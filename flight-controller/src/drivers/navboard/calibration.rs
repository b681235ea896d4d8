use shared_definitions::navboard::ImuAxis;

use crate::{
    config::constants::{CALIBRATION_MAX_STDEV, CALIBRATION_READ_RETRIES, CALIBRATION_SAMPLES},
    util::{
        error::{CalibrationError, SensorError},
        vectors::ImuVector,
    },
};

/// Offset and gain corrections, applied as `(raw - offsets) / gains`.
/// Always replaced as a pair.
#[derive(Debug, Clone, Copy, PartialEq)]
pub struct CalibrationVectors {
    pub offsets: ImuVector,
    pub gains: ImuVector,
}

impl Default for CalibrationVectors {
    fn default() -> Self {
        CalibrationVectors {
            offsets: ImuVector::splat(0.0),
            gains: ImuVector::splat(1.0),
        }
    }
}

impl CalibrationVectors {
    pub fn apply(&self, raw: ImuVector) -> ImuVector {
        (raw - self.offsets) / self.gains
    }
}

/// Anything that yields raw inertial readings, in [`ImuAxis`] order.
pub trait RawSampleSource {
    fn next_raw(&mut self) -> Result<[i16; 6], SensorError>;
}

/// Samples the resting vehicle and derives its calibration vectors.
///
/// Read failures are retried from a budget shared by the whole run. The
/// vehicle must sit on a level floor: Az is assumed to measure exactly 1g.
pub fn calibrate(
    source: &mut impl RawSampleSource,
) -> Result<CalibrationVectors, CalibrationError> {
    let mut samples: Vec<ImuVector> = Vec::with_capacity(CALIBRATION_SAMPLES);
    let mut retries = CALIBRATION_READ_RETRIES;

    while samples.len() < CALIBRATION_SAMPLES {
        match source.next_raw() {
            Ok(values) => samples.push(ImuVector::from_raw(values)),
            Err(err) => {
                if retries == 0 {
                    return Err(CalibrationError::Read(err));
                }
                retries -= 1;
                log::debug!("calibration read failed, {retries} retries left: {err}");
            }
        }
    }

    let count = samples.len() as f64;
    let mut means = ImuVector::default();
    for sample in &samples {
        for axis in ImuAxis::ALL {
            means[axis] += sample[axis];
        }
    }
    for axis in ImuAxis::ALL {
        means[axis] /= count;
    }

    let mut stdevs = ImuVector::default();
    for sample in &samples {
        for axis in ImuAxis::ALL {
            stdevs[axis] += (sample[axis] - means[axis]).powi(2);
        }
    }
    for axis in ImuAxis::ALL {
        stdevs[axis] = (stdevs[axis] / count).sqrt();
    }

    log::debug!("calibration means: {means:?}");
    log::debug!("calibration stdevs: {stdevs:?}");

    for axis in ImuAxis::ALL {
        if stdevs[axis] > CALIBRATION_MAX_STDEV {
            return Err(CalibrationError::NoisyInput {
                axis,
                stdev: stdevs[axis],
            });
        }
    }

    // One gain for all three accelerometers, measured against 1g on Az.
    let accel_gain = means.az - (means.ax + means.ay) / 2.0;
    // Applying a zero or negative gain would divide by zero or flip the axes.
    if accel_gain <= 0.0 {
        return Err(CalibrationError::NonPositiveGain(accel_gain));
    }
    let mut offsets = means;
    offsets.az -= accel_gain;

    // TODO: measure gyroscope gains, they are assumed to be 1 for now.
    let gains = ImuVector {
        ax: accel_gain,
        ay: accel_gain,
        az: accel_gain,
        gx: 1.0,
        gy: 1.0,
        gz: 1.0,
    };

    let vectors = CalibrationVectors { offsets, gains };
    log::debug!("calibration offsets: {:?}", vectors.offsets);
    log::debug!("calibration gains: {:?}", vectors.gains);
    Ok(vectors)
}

========================

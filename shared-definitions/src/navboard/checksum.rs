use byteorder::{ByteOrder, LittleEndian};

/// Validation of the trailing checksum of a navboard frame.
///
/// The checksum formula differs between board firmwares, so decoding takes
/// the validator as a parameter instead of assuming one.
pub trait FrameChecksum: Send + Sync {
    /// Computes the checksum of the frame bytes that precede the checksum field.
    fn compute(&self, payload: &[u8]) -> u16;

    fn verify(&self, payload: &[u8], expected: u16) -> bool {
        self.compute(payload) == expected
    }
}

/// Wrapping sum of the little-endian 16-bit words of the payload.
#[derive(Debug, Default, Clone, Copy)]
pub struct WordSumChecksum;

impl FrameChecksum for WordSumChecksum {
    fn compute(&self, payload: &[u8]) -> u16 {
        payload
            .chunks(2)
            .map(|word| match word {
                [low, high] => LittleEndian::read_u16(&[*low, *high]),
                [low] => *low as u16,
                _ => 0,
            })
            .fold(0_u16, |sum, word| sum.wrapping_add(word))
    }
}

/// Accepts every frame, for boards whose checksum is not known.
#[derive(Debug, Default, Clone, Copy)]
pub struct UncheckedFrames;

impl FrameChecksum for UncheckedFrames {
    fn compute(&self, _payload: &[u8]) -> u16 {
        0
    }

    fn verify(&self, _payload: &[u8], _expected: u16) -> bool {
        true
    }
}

========================

#### [What you have to do]
Whenever a line includes the word "UncheckedFrames", pull it out of the entries.

#### [Answer to the problem]
pub struct UncheckedFrames;
impl FrameChecksum for UncheckedFrames {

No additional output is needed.